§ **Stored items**
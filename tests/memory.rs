use valo::memory::Arena;

#[test]
fn alloc_returns_the_value() {
    let arena = Arena::with_block_size(1024);
    let a = arena.alloc(42_u32);
    assert_eq!(*a, 42);

    *a = 43;
    assert_eq!(*a, 43);
}

#[test]
fn allocations_stay_disjoint() {
    let arena = Arena::with_block_size(1024);

    let a = arena.alloc([1_u8; 16]);
    let b = arena.alloc([2_u8; 16]);
    let c = arena.alloc(3.0_f64);

    assert!(a.iter().all(|v| *v == 1));
    assert!(b.iter().all(|v| *v == 2));
    assert_eq!(*c, 3.0);
}

#[test]
fn allocations_are_aligned() {
    let arena = Arena::with_block_size(1024);

    let _ = arena.alloc(1_u8);
    let a = arena.alloc(2.0_f64);
    assert_eq!((a as *const f64 as usize) % std::mem::align_of::<f64>(), 0);

    let _ = arena.alloc(3_u8);
    let b = arena.alloc(4_u64);
    assert_eq!((b as *const u64 as usize) % std::mem::align_of::<u64>(), 0);
}

#[test]
fn overflowing_a_block_starts_the_next() {
    let arena = Arena::with_block_size(64);

    for i in 0..32 {
        let v = arena.alloc([i as u8; 16]);
        assert!(v.iter().all(|b| *b == i as u8));
    }

    // 32 * 16 bytes cannot fit in one 64 byte block
    assert!(arena.allocated_bytes() >= 32 * 16);
}

#[test]
fn oversized_requests_get_a_dedicated_block() {
    let arena = Arena::with_block_size(64);

    let big = arena.alloc([7_u8; 256]);
    assert!(big.iter().all(|v| *v == 7));
    assert!(arena.allocated_bytes() >= 256);
}

#[test]
fn reset_retains_blocks_for_reuse() {
    let mut arena = Arena::with_block_size(64);

    for _ in 0..16 {
        let _ = arena.alloc([0_u8; 32]);
    }
    let capacity = arena.allocated_bytes();

    arena.reset();
    assert_eq!(arena.allocated_bytes(), capacity);

    // Refilling after reset should not grow the arena
    for _ in 0..16 {
        let _ = arena.alloc([0_u8; 32]);
    }
    assert_eq!(arena.allocated_bytes(), capacity);
}

#[test]
fn release_unused_frees_surplus_blocks() {
    let mut arena = Arena::with_block_size(64);

    for _ in 0..16 {
        let _ = arena.alloc([0_u8; 32]);
    }
    let grown = arena.allocated_bytes();

    arena.reset();
    assert!(arena.release_unused());
    assert!(arena.allocated_bytes() < grown);

    // Nothing left to free
    assert!(!arena.release_unused());
}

§ **WHAT YOU WILL DO**
Exactly as they stand, please print the lines from the first line of the records above down to the line that includes "let b = arena.alloc(4_u64);", both of those included and no others.

§ **SOLUTION TO THE EXERCISE**
filename tests/memory.rs
use valo::memory::Arena;

#[test]
fn alloc_returns_the_value() {
    let arena = Arena::with_block_size(1024);
    let a = arena.alloc(42_u32);
    assert_eq!(*a, 42);

    *a = 43;
    assert_eq!(*a, 43);
}

#[test]
fn allocations_stay_disjoint() {
    let arena = Arena::with_block_size(1024);

    let a = arena.alloc([1_u8; 16]);
    let b = arena.alloc([2_u8; 16]);
    let c = arena.alloc(3.0_f64);

    assert!(a.iter().all(|v| *v == 1));
    assert!(b.iter().all(|v| *v == 2));
    assert_eq!(*c, 3.0);
}

#[test]
fn allocations_are_aligned() {
    let arena = Arena::with_block_size(1024);

    let _ = arena.alloc(1_u8);
    let a = arena.alloc(2.0_f64);
    assert_eq!((a as *const f64 as usize) % std::mem::align_of::<f64>(), 0);

    let _ = arena.alloc(3_u8);
    let b = arena.alloc(4_u64);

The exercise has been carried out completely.